Problem statement
Show every line of the data that contains the string "seen".

(Data records)
[Start of section]

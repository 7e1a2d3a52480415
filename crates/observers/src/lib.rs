//! Reusable observers for k-means cluster searches.
//!
//! This crate provides [`Observer`] implementations and capability traits that
//! steer or monitor [`optimize`] without changing its API.
//!
//! # Modules
//!
//! - [`traits`] — Capability traits for search events and actions
//!   ([`HasVariance`], [`CanStopEarly`])
//!
//! # Observers
//!
//! - [`Patience`] — stops after a run of non-improving candidates
//! - [`TargetVariance`] — stops once a candidate is good enough
//! - [`Logged`] — wraps another observer and reports each candidate to `tracing`
//!
//! [`Observer`]: kmeans_core::Observer
//! [`optimize`]: kmeans_clustering::optimize()
//! [`HasVariance`]: traits::HasVariance
//! [`CanStopEarly`]: traits::CanStopEarly

pub mod traits;

mod logged;
mod patience;
mod target;

pub use logged::Logged;
pub use patience::Patience;
pub use target::TargetVariance;
//! Capability traits for cluster search observers.
//!
//! These traits abstract over the search's event and action types, so an
//! observer can be written once and tested against lightweight stand-ins.
//!
//! # Example
//!
//! ```rust
//! use kmeans_core::Observer;
//! use kmeans_observers::traits::{CanStopEarly, HasVariance};
//!
//! struct FirstImprovementAfter {
//!     warmup: usize,
//!     seen: usize,
//! }
//!
//! impl<E: HasVariance, A: CanStopEarly> Observer<E, A> for FirstImprovementAfter {
//!     fn observe(&mut self, event: &E) -> Option<A> {
//!         self.seen += 1;
//!         (self.seen > self.warmup && event.is_improvement()).then(A::stop_early)
//!     }
//! }
//! ```

use kmeans_clustering::optimize;

/// An event that carries a candidate's variance.
pub trait HasVariance {
    /// Returns the total variance of the candidate.
    fn variance(&self) -> f64;

    /// Returns the lowest variance seen before this candidate.
    fn best(&self) -> Option<f64>;

    /// Returns `true` if the candidate beats every earlier one.
    fn is_improvement(&self) -> bool {
        self.best().is_none_or(|best| self.variance() < best)
    }
}

/// An action type that can signal early termination.
pub trait CanStopEarly {
    /// Returns the action that stops the search early.
    fn stop_early() -> Self;
}

impl<T, O> HasVariance for optimize::Event<'_, T, O> {
    fn variance(&self) -> f64 {
        self.variance
    }

    fn best(&self) -> Option<f64> {
        self.best
    }

    fn is_improvement(&self) -> bool {
        optimize::Event::is_improvement(self)
    }
}

impl CanStopEarly for optimize::Action {
    fn stop_early() -> Self {
        Self::StopEarly
    }
}

/// Lightweight event and action stand-ins shared by this crate's tests.
#[cfg(test)]
pub(crate) mod fakes {
    use super::{CanStopEarly, HasVariance};

    #[derive(Debug, Clone, Copy)]
    pub(crate) struct Scored {
        pub(crate) variance: f64,
        pub(crate) best: Option<f64>,
    }

    impl HasVariance for Scored {
        fn variance(&self) -> f64 {
            self.variance
        }

        fn best(&self) -> Option<f64> {
            self.best
        }
    }

    #[derive(Debug, PartialEq, Eq)]
    pub(crate) struct Stop;

    impl CanStopEarly for Stop {
        fn stop_early() -> Self {
            Stop
        }
    }

    /// Builds the events a search would emit for these variances.
    pub(crate) fn events(variances: &[f64]) -> Vec<Scored> {
        let mut best: Option<f64> = None;
        variances
            .iter()
            .map(|&variance| {
                let event = Scored { variance, best };
                best = Some(best.map_or(variance, |b| b.min(variance)));
                event
            })
            .collect()
    }
}

#[cfg(test)]
mod tests {
    use kmeans_clustering::{Clusters, optimize::Strategy};

    use super::{fakes::events, *};

    #[test]
    fn first_event_is_an_improvement() {
        let scored = events(&[5.0, 5.0, 4.0]);
        let flags: Vec<bool> = scored.iter().map(HasVariance::is_improvement).collect();
        assert_eq!(flags, vec![true, false, true]);
    }

    #[test]
    fn search_event_reports_its_scores() {
        let clusters: Clusters<f64, &[f64; 1]> = Clusters::from(Vec::new());
        let event = optimize::Event {
            trial: 3,
            variance: 2.5,
            best: Some(3.0),
            strategy: Strategy::Randomized,
            clusters: &clusters,
        };

        assert_eq!(HasVariance::variance(&event), 2.5);
        assert_eq!(HasVariance::best(&event), Some(3.0));
        assert!(HasVariance::is_improvement(&event));
    }

    #[test]
    fn search_action_stops_early() {
        assert_eq!(optimize::Action::stop_early(), optimize::Action::StopEarly);
    }
}
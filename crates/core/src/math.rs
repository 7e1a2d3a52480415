//! Distance and mean primitives over observations.
//!
//! Every function takes the degree explicitly and reads axes `0..degree`.
//!
//! [`distance`] is the **squared** Euclidean distance. Every comparison and
//! aggregate in the engine is monotonic under squaring, so the root is never
//! taken; do not treat its output as a true Euclidean distance.

use crate::{Error, Number, Observation};

/// Returns the squared Euclidean distance between two observations.
pub fn distance<T, A, B>(a: &A, b: &B, degree: usize) -> f64
where
    T: Number,
    A: Observation<T> + ?Sized,
    B: Observation<T> + ?Sized,
{
    (0..degree)
        .map(|axis| {
            let d = a.value(axis).to_f64() - b.value(axis).to_f64();
            d * d
        })
        .sum()
}

/// Returns the per-axis minimum and maximum of a sequence.
///
/// The first observation seeds both vectors; later observations fold into
/// them. An empty sequence yields zero-filled vectors of length `degree`.
pub fn range<T, O, I>(observations: I, degree: usize) -> (Vec<T>, Vec<T>)
where
    T: Number,
    O: Observation<T>,
    I: IntoIterator<Item = O>,
{
    let mut mins = vec![T::default(); degree];
    let mut maxes = vec![T::default(); degree];

    let mut iter = observations.into_iter();
    if let Some(first) = iter.next() {
        for axis in 0..degree {
            let v = first.value(axis);
            mins[axis] = v;
            maxes[axis] = v;
        }
    }

    for o in iter {
        for axis in 0..degree {
            let v = o.value(axis);
            if v < mins[axis] {
                mins[axis] = v;
            }
            if v > maxes[axis] {
                maxes[axis] = v;
            }
        }
    }

    (mins, maxes)
}

/// Returns the per-axis sum of a sequence and the number of observations.
///
/// Sums accumulate in `f64` so small integer types cannot overflow.
pub fn sum<T, O, I>(observations: I, degree: usize) -> (Vec<f64>, usize)
where
    T: Number,
    O: Observation<T>,
    I: IntoIterator<Item = O>,
{
    let mut sums = vec![0.0; degree];
    let mut count = 0;
    for o in observations {
        count += 1;
        for (axis, total) in sums.iter_mut().enumerate() {
            *total += o.value(axis).to_f64();
        }
    }
    (sums, count)
}

/// Returns the per-axis mean of a sequence.
///
/// Each mean is narrowed with [`Number::from_f64`], so integer axes truncate.
///
/// # Errors
///
/// Returns [`Error::EmptyObservations`] if the sequence is empty.
pub fn center<T, O, I>(observations: I, degree: usize) -> Result<Vec<T>, Error>
where
    T: Number,
    O: Observation<T>,
    I: IntoIterator<Item = O>,
{
    let (sums, count) = sum(observations, degree);
    if count == 0 {
        return Err(Error::EmptyObservations);
    }

    #[allow(clippy::cast_precision_loss)]
    let n = count as f64;
    Ok(sums.into_iter().map(|s| T::from_f64(s / n)).collect())
}

/// Returns the mean [`distance`] from `o` to every observation in a sequence.
///
/// An empty sequence yields `0.0` rather than an error.
pub fn average_distance<T, A, O, I>(o: &A, observations: I, degree: usize) -> f64
where
    T: Number,
    A: Observation<T> + ?Sized,
    O: Observation<T>,
    I: IntoIterator<Item = O>,
{
    let mut total = 0.0;
    let mut count = 0_usize;
    for other in observations {
        total += distance(o, &other, degree);
        count += 1;
    }

    if count == 0 {
        return 0.0;
    }

    #[allow(clippy::cast_precision_loss)]
    let n = count as f64;
    total / n
}
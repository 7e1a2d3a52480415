/// Iterates over every ordered selection of `k` distinct indices from `0..n`.
///
/// Selections are produced in lexicographic order, for example `n = 3, k = 2`
/// yields `[0, 1], [0, 2], [1, 0], [1, 2], [2, 0], [2, 1]`. Nothing is
/// yielded when `k` is zero or larger than `n`.
pub(super) struct Permutations {
    n: usize,
    indices: Vec<usize>,
    used: Vec<bool>,
    state: State,
}

#[derive(Clone, Copy, PartialEq, Eq)]
enum State {
    Fresh,
    Running,
    Done,
}

impl Permutations {
    pub(super) fn new(n: usize, k: usize) -> Self {
        let state = if k == 0 || k > n {
            State::Done
        } else {
            State::Fresh
        };

        let mut used = vec![false; n];
        let k = k.min(n);
        used[..k].fill(true);

        Self {
            n,
            indices: (0..k).collect(),
            used,
            state,
        }
    }

    /// Moves to the next selection, returning `false` once exhausted.
    fn advance(&mut self) -> bool {
        let k = self.indices.len();

        for position in (0..k).rev() {
            let current = self.indices[position];
            self.used[current] = false;

            let Some(next) = (current + 1..self.n).find(|&v| !self.used[v]) else {
                continue;
            };
            self.indices[position] = next;
            self.used[next] = true;

            // Refill the tail with the smallest free indices.
            let mut free = (0..self.n).filter(|&v| !self.used[v]);
            for slot in position + 1..k {
                let Some(v) = free.next() else {
                    return false;
                };
                self.indices[slot] = v;
            }
            for &v in &self.indices[position + 1..] {
                self.used[v] = true;
            }
            return true;
        }

        false
    }
}

impl Iterator for Permutations {
    type Item = Vec<usize>;

    fn next(&mut self) -> Option<Self::Item> {
        match self.state {
            State::Done => return None,
            State::Fresh => self.state = State::Running,
            State::Running => {
                if !self.advance() {
                    self.state = State::Done;
                    return None;
                }
            }
        }
        Some(self.indices.clone())
    }
}

/// Returns `n!/(n-k)!`, or `None` if it overflows `usize`.
///
/// A `k` larger than `n` counts zero selections.
pub(super) fn permutation_count(n: usize, k: usize) -> Option<usize> {
    if k > n {
        return Some(0);
    }
    (n - k + 1..=n).try_fold(1_usize, usize::checked_mul)
}
use std::cmp::Ordering;
use std::collections::{HashMap, HashSet};

use log::{debug, info, warn};
use rust_decimal::Decimal;

use crate::explorer::{Address, ExplorerError, Transaction};

use super::classifier::classify;
use super::error::{BoundExceeded, WhaleError};
use super::profile::ProfileBuilder;
use super::types::{
    DiscoveryReport, MovementKind, MovementReport, OperationStep, Significance, StepFailure,
    WhaleMovement, WhaleTier,
};

#[derive(Clone, Copy, Debug, PartialEq, Eq)]
pub(crate) enum Offer {
    Inserted(usize),
    Duplicate(usize),
    Full,
}

/// Bounded, insertion-ordered set of candidate addresses. Slots are never
/// removed, so an index stays valid for the lifetime of the arena.
#[derive(Debug)]
pub(crate) struct CandidateArena {
    slots: Vec<Address>,
    index: HashMap<Address, usize>,
    visited: Vec<bool>,
    cap: usize,
    turned_away: HashSet<Address>,
}

impl CandidateArena {
    pub fn with_cap(cap: usize) -> Self {
        Self {
            slots: Vec::with_capacity(cap),
            index: HashMap::with_capacity(cap),
            visited: Vec::with_capacity(cap),
            cap,
            turned_away: HashSet::new(),
        }
    }

    pub fn offer(&mut self, address: &Address) -> Offer {
        if let Some(&slot) = self.index.get(address) {
            return Offer::Duplicate(slot);
        }
        if self.is_full() {
            self.turned_away.insert(address.clone());
            return Offer::Full;
        }

        let slot = self.slots.len();
        self.slots.push(address.clone());
        self.visited.push(false);
        self.index.insert(address.clone(), slot);
        Offer::Inserted(slot)
    }

    /// Marks the oldest unvisited slot as visited and returns it.
    pub fn next_unvisited(&mut self) -> Option<(usize, &Address)> {
        let slot = self.visited.iter().position(|visited| !visited)?;
        self.visited[slot] = true;
        Some((slot, &self.slots[slot]))
    }

    pub fn is_full(&self) -> bool {
        self.slots.len() >= self.cap
    }

    /// Distinct addresses turned away because the arena was full.
    pub fn overflow(&self) -> usize {
        self.turned_away.len()
    }

    pub fn len(&self) -> usize {
        self.slots.len()
    }
}
use serde::Serialize;
use thiserror::Error;

/// Why the upstream API definitively refused a request.
#[derive(Clone, Copy, Debug, PartialEq, Eq, Serialize)]
pub enum RejectionKind {
    InvalidAddress,
    NotFound,
    InvalidApiKey,
    RateQuotaExhausted,
    NotVerified,
    Other,
}

impl RejectionKind {
    /// Maps the free-text `result`/`message` of a NOTOK reply onto a kind.
    pub fn from_upstream_message(message: &str) -> Self {
        let message = message.to_ascii_lowercase();
        if message.contains("invalid api key") || message.contains("missing/invalid api key") {
            RejectionKind::InvalidApiKey
        } else if message.contains("rate limit") || message.contains("max calls") {
            RejectionKind::RateQuotaExhausted
        } else if message.contains("not verified") {
            RejectionKind::NotVerified
        } else if message.contains("invalid address") {
            RejectionKind::InvalidAddress
        } else if message.contains("not found") {
            RejectionKind::NotFound
        } else {
            RejectionKind::Other
        }
    }
}

#[derive(Error, Debug, Clone, PartialEq)]
pub enum ExplorerError {
    #[error("Invalid address: {input:?}")]
    InvalidAddress { input: String },

    #[error("Upstream {endpoint} failed after {attempts} attempt(s): {message}")]
    TransientUpstream {
        endpoint: String,
        attempts: u32,
        message: String,
    },

    #[error("Upstream rejected {endpoint} ({kind:?}): {message}")]
    UpstreamRejection {
        endpoint: String,
        kind: RejectionKind,
        message: String,
    },

    #[error("Malformed upstream response: {0}")]
    MalformedResponse(String),

    #[error("Network error: {0}")]
    NetworkError(String),

    #[error("Timeout error: {0}")]
    TimeoutError(String),

    #[error("HTTP status {status}: {message}")]
    HttpStatus { status: u16, message: String },
}

#[derive(Debug, Clone, Copy, PartialEq)]
pub enum ExplorerErrorType {
    InvalidAddress,
    TransientUpstream,
    UpstreamRejection,
    MalformedResponse,
    NetworkError,
    TimeoutError,
    ServerError,
    ClientError,
}

impl ExplorerError {
    pub fn error_type(&self) -> ExplorerErrorType {
        match self {
            ExplorerError::InvalidAddress { .. } => ExplorerErrorType::InvalidAddress,
            ExplorerError::TransientUpstream { .. } => ExplorerErrorType::TransientUpstream,
            ExplorerError::UpstreamRejection { .. } => ExplorerErrorType::UpstreamRejection,
            ExplorerError::MalformedResponse(_) => ExplorerErrorType::MalformedResponse,
            ExplorerError::NetworkError(_) => ExplorerErrorType::NetworkError,
            ExplorerError::TimeoutError(_) => ExplorerErrorType::TimeoutError,
            ExplorerError::HttpStatus { status, .. } if *status == 429 || *status >= 500 => {
                ExplorerErrorType::ServerError
            }
            ExplorerError::HttpStatus { .. } => ExplorerErrorType::ClientError,
        }
    }

    pub fn is_retryable(&self) -> bool {
        matches!(
            self.error_type(),
            ExplorerErrorType::NetworkError
                | ExplorerErrorType::TimeoutError
                | ExplorerErrorType::ServerError
                | ExplorerErrorType::MalformedResponse
        )
    }

    pub fn rejection_kind(&self) -> Option<RejectionKind> {
        match self {
            ExplorerError::UpstreamRejection { kind, .. } => Some(*kind),
            _ => None,
        }
    }
}

impl From<reqwest::Error> for ExplorerError {
    fn from(error: reqwest::Error) -> Self {
        if error.is_timeout() {
            ExplorerError::TimeoutError(error.to_string())
        } else if error.is_decode() {
            ExplorerError::MalformedResponse(error.to_string())
        } else if let Some(status) = error.status() {
            ExplorerError::HttpStatus {
                status: status.as_u16(),
                message: error.to_string(),
            }
        } else {
            ExplorerError::NetworkError(error.to_string())
        }
    }
}
use std::num::NonZeroUsize;

use lru::LruCache;
use serde_json::Value;
use tokio::sync::Mutex;
use tokio::time::{Duration, Instant};

const DEFAULT_CAPACITY: usize = 1000;

#[derive(Debug, Clone)]
struct CacheEntry {
    payload: Value,
    inserted_at: Instant,
}

/// Short-lived memo of upstream `result` payloads keyed by endpoint and
/// normalized query parameters.
///
/// The TTL is meant to span one multi-call analysis. Expired entries are
/// evicted on lookup and never returned.
#[derive(Debug)]
pub struct ResponseCache {
    entries: Mutex<LruCache<String, CacheEntry>>,
    ttl: Duration,
}

impl ResponseCache {
    pub fn new(ttl: Duration, capacity: usize) -> Self {
        let capacity = NonZeroUsize::new(capacity)
            .unwrap_or(NonZeroUsize::MIN);
        Self {
            entries: Mutex::new(LruCache::new(capacity)),
            ttl,
        }
    }

    pub fn with_ttl(ttl: Duration) -> Self {
        Self::new(ttl, DEFAULT_CAPACITY)
    }

    pub fn ttl(&self) -> Duration {
        self.ttl
    }

    /// Builds the lookup key. Parameter order does not matter and the API key
    /// never becomes part of it.
    pub fn cache_key(endpoint: &str, params: &[(&str, String)]) -> String {
        let mut pairs: Vec<_> = params
            .iter()
            .filter(|(name, _)| *name != "apikey")
            .map(|(name, value)| format!("{}={}", name, value.to_ascii_lowercase()))
            .collect();
        pairs.sort();
        format!("{}?{}", endpoint, pairs.join("&"))
    }

    pub async fn get(&self, key: &str) -> Option<Value> {
        let mut entries = self.entries.lock().await;
        let expired = match entries.get(key) {
            Some(entry) if entry.inserted_at.elapsed() < self.ttl => {
                return Some(entry.payload.clone());
            }
            Some(_) => true,
            None => false,
        };

        if expired {
            entries.pop(key);
        }
        None
    }

    pub async fn insert(&self, key: String, payload: Value) {
        self.entries.lock().await.put(
            key,
            CacheEntry {
                payload,
                inserted_at: Instant::now(),
            },
        );
    }

    pub async fn len(&self) -> usize {
        self.entries.lock().await.len()
    }

    pub async fn clear(&self) {
        self.entries.lock().await.clear();
    }
}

[End of section]

Expected output
//!     seen: usize,
//!         self.seen += 1;
//!         (self.seen > self.warmup && event.is_improvement()).then(A::stop_early)
    /// Returns the lowest variance seen before this candidate.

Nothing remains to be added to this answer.